◆ INPUT RECORDS
*-*-*

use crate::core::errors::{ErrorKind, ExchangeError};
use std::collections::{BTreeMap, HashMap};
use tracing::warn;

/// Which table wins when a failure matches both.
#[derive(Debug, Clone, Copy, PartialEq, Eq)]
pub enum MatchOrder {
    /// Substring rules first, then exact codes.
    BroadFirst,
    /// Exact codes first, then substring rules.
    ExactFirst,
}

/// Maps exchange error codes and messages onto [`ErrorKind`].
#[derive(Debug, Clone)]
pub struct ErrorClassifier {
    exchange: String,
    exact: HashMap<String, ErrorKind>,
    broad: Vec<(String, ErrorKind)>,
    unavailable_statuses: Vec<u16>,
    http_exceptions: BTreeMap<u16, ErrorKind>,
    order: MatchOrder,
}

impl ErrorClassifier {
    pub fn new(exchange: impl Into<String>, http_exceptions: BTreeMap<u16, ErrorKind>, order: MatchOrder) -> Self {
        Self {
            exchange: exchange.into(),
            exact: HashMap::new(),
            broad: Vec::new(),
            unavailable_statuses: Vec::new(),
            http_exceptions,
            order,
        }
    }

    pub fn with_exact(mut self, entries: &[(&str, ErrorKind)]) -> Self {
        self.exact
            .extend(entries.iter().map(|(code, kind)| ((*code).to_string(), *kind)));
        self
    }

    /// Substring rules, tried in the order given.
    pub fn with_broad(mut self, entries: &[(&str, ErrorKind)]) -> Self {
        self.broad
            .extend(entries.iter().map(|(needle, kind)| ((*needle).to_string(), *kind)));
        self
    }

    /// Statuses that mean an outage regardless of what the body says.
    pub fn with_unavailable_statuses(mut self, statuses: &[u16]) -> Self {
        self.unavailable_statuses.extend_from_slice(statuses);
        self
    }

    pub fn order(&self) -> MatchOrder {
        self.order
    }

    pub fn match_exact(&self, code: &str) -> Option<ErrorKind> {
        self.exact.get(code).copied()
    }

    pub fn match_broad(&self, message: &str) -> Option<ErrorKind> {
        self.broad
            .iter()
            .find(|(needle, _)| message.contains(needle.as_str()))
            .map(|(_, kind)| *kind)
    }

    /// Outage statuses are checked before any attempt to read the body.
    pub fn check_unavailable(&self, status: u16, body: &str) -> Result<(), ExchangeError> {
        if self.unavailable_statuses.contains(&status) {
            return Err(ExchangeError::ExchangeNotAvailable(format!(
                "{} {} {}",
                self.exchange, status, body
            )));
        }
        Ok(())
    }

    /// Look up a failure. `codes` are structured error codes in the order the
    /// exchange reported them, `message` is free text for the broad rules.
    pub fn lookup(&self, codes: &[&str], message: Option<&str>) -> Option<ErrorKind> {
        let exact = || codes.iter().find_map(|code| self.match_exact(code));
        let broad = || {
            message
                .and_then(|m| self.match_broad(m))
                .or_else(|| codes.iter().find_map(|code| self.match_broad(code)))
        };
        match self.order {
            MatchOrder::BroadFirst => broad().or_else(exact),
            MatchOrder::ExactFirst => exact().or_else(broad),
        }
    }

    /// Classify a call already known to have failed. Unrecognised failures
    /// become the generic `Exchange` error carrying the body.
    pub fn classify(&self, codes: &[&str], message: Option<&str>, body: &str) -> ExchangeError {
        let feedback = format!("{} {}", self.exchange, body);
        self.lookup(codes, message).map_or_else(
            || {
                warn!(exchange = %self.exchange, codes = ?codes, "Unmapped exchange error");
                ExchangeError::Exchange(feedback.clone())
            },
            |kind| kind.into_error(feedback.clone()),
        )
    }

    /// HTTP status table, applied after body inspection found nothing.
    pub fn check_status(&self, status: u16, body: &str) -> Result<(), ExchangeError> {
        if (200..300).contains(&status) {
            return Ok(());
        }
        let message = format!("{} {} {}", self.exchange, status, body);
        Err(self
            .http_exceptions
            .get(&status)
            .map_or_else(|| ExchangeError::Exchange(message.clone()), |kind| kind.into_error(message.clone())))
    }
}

*-*-*

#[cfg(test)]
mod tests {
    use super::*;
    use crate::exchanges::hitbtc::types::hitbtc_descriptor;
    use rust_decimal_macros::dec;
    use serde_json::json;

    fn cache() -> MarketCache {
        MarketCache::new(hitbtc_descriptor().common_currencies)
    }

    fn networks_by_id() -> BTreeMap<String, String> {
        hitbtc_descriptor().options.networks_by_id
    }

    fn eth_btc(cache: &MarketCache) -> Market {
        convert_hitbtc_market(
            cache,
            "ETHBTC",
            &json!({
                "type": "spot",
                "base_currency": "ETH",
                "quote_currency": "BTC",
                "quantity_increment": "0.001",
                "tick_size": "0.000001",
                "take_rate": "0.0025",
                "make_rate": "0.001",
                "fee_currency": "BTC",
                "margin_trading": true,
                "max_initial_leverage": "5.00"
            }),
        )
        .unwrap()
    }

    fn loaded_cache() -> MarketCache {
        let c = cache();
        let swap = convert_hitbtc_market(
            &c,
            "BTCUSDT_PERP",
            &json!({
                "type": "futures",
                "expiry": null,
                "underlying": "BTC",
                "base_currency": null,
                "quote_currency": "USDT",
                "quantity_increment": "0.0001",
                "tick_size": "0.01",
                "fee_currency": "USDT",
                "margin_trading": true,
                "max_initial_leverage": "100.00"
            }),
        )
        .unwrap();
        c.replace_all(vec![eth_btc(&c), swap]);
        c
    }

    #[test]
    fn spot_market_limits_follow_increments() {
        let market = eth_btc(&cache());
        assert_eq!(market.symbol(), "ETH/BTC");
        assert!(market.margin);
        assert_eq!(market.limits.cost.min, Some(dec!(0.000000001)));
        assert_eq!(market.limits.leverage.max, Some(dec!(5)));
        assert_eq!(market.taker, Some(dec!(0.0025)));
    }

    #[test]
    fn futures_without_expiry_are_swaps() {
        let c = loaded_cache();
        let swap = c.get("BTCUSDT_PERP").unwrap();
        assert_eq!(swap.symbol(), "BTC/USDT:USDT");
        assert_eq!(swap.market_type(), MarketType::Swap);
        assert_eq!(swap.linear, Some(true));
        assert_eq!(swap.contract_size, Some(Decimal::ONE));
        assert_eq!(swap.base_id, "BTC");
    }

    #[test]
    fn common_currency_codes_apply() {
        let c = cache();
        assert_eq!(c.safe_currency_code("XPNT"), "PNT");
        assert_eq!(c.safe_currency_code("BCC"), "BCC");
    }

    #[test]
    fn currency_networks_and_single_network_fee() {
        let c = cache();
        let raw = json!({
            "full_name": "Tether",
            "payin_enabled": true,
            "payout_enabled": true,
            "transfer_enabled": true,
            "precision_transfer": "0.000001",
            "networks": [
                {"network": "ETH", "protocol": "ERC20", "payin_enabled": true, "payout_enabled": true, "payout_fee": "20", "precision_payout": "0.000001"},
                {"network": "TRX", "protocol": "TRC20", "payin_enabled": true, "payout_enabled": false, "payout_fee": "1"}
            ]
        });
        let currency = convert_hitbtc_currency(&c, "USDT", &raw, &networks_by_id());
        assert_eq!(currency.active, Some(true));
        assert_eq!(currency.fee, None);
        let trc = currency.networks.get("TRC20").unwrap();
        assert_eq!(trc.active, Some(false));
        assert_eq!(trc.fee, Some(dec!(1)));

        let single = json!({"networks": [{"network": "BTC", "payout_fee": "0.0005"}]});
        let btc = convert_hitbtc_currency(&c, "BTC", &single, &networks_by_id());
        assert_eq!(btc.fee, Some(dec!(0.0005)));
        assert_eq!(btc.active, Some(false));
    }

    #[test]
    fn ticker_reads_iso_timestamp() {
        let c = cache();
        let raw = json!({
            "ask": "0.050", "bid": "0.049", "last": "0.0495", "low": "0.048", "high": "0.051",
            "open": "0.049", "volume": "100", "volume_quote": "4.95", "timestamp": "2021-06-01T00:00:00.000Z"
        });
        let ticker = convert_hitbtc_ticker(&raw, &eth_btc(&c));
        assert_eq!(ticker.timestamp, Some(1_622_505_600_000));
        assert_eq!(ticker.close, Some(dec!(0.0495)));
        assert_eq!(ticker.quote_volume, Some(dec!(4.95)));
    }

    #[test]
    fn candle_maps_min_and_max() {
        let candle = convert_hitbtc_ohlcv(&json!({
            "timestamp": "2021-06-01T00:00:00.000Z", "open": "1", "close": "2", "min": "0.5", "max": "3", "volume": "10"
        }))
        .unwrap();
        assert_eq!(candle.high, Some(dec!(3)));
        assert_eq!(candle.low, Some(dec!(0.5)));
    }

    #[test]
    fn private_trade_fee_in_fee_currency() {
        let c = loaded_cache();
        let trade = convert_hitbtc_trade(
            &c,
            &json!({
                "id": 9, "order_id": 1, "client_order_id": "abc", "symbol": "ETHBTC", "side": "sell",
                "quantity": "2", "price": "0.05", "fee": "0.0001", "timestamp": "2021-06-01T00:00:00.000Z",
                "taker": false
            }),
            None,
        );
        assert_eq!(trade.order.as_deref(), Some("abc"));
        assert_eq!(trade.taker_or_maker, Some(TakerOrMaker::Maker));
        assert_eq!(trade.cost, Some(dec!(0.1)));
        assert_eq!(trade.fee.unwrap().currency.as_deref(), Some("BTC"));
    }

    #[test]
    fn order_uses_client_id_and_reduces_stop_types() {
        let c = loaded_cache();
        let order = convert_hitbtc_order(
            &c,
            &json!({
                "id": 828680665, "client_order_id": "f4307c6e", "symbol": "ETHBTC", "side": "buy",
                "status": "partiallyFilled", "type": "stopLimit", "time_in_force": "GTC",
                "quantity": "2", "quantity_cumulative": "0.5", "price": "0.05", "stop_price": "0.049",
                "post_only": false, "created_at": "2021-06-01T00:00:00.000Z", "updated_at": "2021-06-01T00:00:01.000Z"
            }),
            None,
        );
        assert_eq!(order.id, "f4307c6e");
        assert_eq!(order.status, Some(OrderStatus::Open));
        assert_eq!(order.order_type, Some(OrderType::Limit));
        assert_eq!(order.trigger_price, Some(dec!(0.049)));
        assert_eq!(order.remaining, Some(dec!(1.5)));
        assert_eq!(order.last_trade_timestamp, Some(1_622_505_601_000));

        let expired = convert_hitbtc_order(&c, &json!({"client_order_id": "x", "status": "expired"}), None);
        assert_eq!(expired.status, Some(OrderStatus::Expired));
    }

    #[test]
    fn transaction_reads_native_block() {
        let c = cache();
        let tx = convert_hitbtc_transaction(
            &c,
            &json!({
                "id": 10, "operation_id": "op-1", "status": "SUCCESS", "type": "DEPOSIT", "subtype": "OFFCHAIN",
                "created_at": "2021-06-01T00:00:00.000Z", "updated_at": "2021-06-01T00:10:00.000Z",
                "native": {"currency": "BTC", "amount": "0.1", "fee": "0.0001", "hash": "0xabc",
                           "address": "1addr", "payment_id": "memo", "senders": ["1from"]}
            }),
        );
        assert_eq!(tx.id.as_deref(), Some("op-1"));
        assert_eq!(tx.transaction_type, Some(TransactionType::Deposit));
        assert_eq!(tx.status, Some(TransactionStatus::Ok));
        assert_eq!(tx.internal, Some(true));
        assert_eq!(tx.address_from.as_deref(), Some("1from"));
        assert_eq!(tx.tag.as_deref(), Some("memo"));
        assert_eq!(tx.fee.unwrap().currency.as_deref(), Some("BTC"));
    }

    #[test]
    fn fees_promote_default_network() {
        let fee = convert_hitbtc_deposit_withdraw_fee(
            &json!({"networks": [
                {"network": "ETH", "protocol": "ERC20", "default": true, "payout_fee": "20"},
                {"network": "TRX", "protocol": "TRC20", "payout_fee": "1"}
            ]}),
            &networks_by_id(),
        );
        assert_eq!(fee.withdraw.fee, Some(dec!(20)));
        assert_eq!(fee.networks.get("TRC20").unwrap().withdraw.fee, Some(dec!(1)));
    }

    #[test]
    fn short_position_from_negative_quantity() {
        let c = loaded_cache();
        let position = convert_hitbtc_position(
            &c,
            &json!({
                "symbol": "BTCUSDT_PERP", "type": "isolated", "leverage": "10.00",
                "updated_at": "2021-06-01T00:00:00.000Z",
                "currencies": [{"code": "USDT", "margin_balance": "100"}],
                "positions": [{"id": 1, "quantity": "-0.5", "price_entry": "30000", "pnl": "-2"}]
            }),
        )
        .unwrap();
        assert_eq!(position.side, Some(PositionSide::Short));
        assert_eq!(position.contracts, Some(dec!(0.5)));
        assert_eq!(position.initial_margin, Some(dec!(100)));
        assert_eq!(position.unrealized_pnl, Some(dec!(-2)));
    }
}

*-*-*

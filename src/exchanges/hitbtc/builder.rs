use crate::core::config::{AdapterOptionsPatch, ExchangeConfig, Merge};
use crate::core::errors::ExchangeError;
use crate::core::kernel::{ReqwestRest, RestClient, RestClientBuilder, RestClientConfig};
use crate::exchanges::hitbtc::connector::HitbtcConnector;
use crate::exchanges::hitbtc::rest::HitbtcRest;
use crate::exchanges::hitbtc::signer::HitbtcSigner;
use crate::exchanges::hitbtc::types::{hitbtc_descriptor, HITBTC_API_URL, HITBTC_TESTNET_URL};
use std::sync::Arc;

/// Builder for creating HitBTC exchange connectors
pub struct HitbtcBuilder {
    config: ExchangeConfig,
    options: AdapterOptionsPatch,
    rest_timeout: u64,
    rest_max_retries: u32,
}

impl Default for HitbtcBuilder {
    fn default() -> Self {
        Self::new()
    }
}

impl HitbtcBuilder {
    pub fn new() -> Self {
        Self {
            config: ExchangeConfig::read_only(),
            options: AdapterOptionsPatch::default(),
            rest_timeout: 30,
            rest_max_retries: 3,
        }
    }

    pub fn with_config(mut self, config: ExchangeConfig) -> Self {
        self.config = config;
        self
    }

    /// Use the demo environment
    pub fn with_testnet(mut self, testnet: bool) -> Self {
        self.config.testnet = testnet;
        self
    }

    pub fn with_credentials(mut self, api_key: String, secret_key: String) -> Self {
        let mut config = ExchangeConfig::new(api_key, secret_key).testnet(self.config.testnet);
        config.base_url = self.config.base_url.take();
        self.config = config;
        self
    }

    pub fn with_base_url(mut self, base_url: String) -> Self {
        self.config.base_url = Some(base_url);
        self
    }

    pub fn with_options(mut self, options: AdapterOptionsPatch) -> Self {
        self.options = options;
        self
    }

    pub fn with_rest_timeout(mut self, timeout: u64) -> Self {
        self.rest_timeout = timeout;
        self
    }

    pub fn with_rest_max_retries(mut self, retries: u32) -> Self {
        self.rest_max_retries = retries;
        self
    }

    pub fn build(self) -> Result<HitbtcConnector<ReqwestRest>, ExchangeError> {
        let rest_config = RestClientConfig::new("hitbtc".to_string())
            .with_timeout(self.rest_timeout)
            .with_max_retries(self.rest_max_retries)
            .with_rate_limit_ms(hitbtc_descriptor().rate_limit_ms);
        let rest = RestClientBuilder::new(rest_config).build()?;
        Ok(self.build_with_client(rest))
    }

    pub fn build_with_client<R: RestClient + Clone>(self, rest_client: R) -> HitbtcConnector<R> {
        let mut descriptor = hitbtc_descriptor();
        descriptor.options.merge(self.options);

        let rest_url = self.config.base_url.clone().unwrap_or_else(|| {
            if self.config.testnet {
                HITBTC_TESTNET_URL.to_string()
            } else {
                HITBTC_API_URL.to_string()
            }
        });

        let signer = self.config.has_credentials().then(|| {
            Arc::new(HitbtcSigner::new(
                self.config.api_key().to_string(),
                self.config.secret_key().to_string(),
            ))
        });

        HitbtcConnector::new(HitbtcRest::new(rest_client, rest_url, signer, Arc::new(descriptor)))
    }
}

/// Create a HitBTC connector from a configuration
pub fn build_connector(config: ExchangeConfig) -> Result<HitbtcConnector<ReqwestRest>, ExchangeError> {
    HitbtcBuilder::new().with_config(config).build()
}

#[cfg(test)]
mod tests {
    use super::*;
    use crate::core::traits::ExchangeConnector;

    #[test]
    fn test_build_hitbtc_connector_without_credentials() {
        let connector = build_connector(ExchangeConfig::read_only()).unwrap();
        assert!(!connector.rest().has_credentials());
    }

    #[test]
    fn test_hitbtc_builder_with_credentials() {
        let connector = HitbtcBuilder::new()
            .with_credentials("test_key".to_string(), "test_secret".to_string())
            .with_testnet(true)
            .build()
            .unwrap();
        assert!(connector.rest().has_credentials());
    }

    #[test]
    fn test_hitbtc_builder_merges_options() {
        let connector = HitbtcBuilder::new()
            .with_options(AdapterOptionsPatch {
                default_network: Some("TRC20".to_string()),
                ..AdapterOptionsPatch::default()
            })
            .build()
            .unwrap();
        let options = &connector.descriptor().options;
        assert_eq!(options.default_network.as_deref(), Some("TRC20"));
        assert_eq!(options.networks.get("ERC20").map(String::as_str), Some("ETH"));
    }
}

*-*-*

◆ TASK GOAL
Above are records; count the lines among them that include the word "ExactFirst", and give only the number.

◆ TASK SOLUTION
2